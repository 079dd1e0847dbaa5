//! Session utilisateur (jeton + profil).
//!
//! Objet explicite, possédé par l’état de l’app et passé à la vue :
//! pas de global. Sérialisable pour la persistance eframe.

use std::fmt;
use std::str::FromStr;

use chrono::{DateTime, Utc};
use serde::{Deserialize, Deserializer, Serialize};

use crate::api::{Authentification, ErreurApi};
use crate::noyau::Identifiants;

/// Les quatre rôles servis par le portail.
#[derive(Clone, Copy, Debug, Default, PartialEq, Eq, Serialize, Deserialize)]
#[serde(rename_all = "lowercase")]
pub enum Role {
    #[default]
    Admin,
    Dealer,
    Agent,
    Staff,
}

impl Role {
    /// Valeur envoyée dans l’en-tête de rôle.
    pub fn as_str(self) -> &'static str {
        match self {
            Role::Admin => "admin",
            Role::Dealer => "dealer",
            Role::Agent => "agent",
            Role::Staff => "staff",
        }
    }

    pub fn libelle(self) -> &'static str {
        match self {
            Role::Admin => "Administrateur",
            Role::Dealer => "Dealer",
            Role::Agent => "Agent",
            Role::Staff => "Personnel",
        }
    }
}

impl fmt::Display for Role {
    fn fmt(&self, f: &mut fmt::Formatter<'_>) -> fmt::Result {
        f.write_str(self.as_str())
    }
}

impl FromStr for Role {
    type Err = String;

    fn from_str(s: &str) -> Result<Self, Self::Err> {
        match s.trim().to_ascii_lowercase().as_str() {
            "admin" => Ok(Role::Admin),
            "dealer" => Ok(Role::Dealer),
            "agent" => Ok(Role::Agent),
            "staff" => Ok(Role::Staff),
            autre => Err(format!("rôle inconnu: {autre:?}")),
        }
    }
}

/// Profil renvoyé par le login.
#[derive(Clone, Debug, PartialEq, Serialize, Deserialize)]
pub struct Profil {
    #[serde(deserialize_with = "id_texte_ou_nombre")]
    pub id: String,
    pub name: String,
    #[serde(default)]
    pub role: Role,
    #[serde(default)]
    pub balance: Option<f64>,
}

/// L’API renvoie l’id tantôt en nombre, tantôt en texte.
fn id_texte_ou_nombre<'de, D>(d: D) -> Result<String, D::Error>
where
    D: Deserializer<'de>,
{
    #[derive(Deserialize)]
    #[serde(untagged)]
    enum Id {
        Texte(String),
        Nombre(i64),
    }

    Ok(match Id::deserialize(d)? {
        Id::Texte(s) => s,
        Id::Nombre(n) => n.to_string(),
    })
}

#[derive(Clone, Debug, PartialEq, Serialize, Deserialize)]
pub struct Session {
    pub token: String,
    pub profil: Profil,
    pub ouverte_le: DateTime<Utc>,
}

#[derive(Clone, Debug, Default, Serialize, Deserialize)]
pub struct SessionStore {
    courante: Option<Session>,
}

impl SessionStore {
    /// Envoie les identifiants ; en cas de succès, la session est conservée.
    /// Un refus du serveur remonte tel quel (`ErreurApi::Refus`, avec son motif).
    pub async fn login<A>(&mut self, auth: &A, id: &Identifiants) -> Result<(), ErreurApi>
    where
        A: Authentification + ?Sized,
    {
        match auth.login(id).await {
            Ok(session) => {
                self.ouvrir(session);
                Ok(())
            }
            Err(e) => {
                if let ErreurApi::Refus(msg) = &e {
                    log::info!("Login refusé: {msg}");
                }
                Err(e)
            }
        }
    }

    pub fn ouvrir(&mut self, session: Session) {
        log::info!(
            "Session ouverte: {} ({})",
            session.profil.name,
            session.profil.role
        );
        self.courante = Some(session);
    }

    pub fn logout(&mut self) {
        if let Some(s) = self.courante.take() {
            log::info!("Session fermée: {}", s.profil.name);
        }
    }

    pub fn est_connecte(&self) -> bool {
        self.courante.is_some()
    }

    pub fn session(&self) -> Option<&Session> {
        self.courante.as_ref()
    }

    pub fn token(&self) -> Option<&str> {
        self.courante.as_ref().map(|s| s.token.as_str())
    }

    pub fn profil(&self) -> Option<&Profil> {
        self.courante.as_ref().map(|s| &s.profil)
    }
}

________________

#### About this task
What you return must match the listing above exactly, with every line included.

#### Expected answer
repository 079dd1e0847dbaa5
//! Session utilisateur (jeton + profil).
//!
//! Objet explicite, possédé par l’état de l’app et passé à la vue :
//! pas de global. Sérialisable pour la persistance eframe.

use std::fmt;
use std::str::FromStr;

use chrono::{DateTime, Utc};
use serde::{Deserialize, Deserializer, Serialize};

use crate::api::{Authentification, ErreurApi};
use crate::noyau::Identifiants;

/// Les quatre rôles servis par le portail.
#[derive(Clone, Copy, Debug, Default, PartialEq, Eq, Serialize, Deserialize)]
#[serde(rename_all = "lowercase")]
pub enum Role {
    #[default]
    Admin,
    Dealer,
    Agent,
    Staff,
}

impl Role {
    /// Valeur envoyée dans l’en-tête de rôle.
    pub fn as_str(self) -> &'static str {
        match self {
            Role::Admin => "admin",
            Role::Dealer => "dealer",
            Role::Agent => "agent",
            Role::Staff => "staff",
        }
    }

    pub fn libelle(self) -> &'static str {
        match self {
            Role::Admin => "Administrateur",
            Role::Dealer => "Dealer",
            Role::Agent => "Agent",
            Role::Staff => "Personnel",
        }
    }
}

impl fmt::Display for Role {
    fn fmt(&self, f: &mut fmt::Formatter<'_>) -> fmt::Result {
        f.write_str(self.as_str())
    }
}

impl FromStr for Role {
    type Err = String;

    fn from_str(s: &str) -> Result<Self, Self::Err> {
        match s.trim().to_ascii_lowercase().as_str() {
            "admin" => Ok(Role::Admin),
            "dealer" => Ok(Role::Dealer),
            "agent" => Ok(Role::Agent),
            "staff" => Ok(Role::Staff),
            autre => Err(format!("rôle inconnu: {autre:?}")),
        }
    }
}

/// Profil renvoyé par le login.
#[derive(Clone, Debug, PartialEq, Serialize, Deserialize)]
pub struct Profil {
    #[serde(deserialize_with = "id_texte_ou_nombre")]
    pub id: String,
    pub name: String,
    #[serde(default)]
    pub role: Role,
    #[serde(default)]
    pub balance: Option<f64>,
}

/// L’API renvoie l’id tantôt en nombre, tantôt en texte.
fn id_texte_ou_nombre<'de, D>(d: D) -> Result<String, D::Error>
where
    D: Deserializer<'de>,
{
    #[derive(Deserialize)]
    #[serde(untagged)]
    enum Id {
        Texte(String),
        Nombre(i64),
    }

    Ok(match Id::deserialize(d)? {
        Id::Texte(s) => s,
        Id::Nombre(n) => n.to_string(),
    })
}

#[derive(Clone, Debug, PartialEq, Serialize, Deserialize)]
pub struct Session {
    pub token: String,
    pub profil: Profil,
    pub ouverte_le: DateTime<Utc>,
}

#[derive(Clone, Debug, Default, Serialize, Deserialize)]
pub struct SessionStore {
    courante: Option<Session>,
}

impl SessionStore {
    /// Envoie les identifiants ; en cas de succès, la session est conservée.
    /// Un refus du serveur remonte tel quel (`ErreurApi::Refus`, avec son motif).
    pub async fn login<A>(&mut self, auth: &A, id: &Identifiants) -> Result<(), ErreurApi>
    where
        A: Authentification + ?Sized,
    {
        match auth.login(id).await {
            Ok(session) => {
                self.ouvrir(session);
                Ok(())
            }
            Err(e) => {
                if let ErreurApi::Refus(msg) = &e {
                    log::info!("Login refusé: {msg}");
                }
                Err(e)
            }
        }
    }

    pub fn ouvrir(&mut self, session: Session) {
        log::info!(
            "Session ouverte: {} ({})",
            session.profil.name,
            session.profil.role
        );
        self.courante = Some(session);
    }

    pub fn logout(&mut self) {
        if let Some(s) = self.courante.take() {
            log::info!("Session fermée: {}", s.profil.name);
        }
    }

    pub fn est_connecte(&self) -> bool {
        self.courante.is_some()
    }

    pub fn session(&self) -> Option<&Session> {
        self.courante.as_ref()
    }

    pub fn token(&self) -> Option<&str> {
        self.courante.as_ref().map(|s| s.token.as_str())
    }

    pub fn profil(&self) -> Option<&Profil> {
        self.courante.as_ref().map(|s| &s.profil)
    }
}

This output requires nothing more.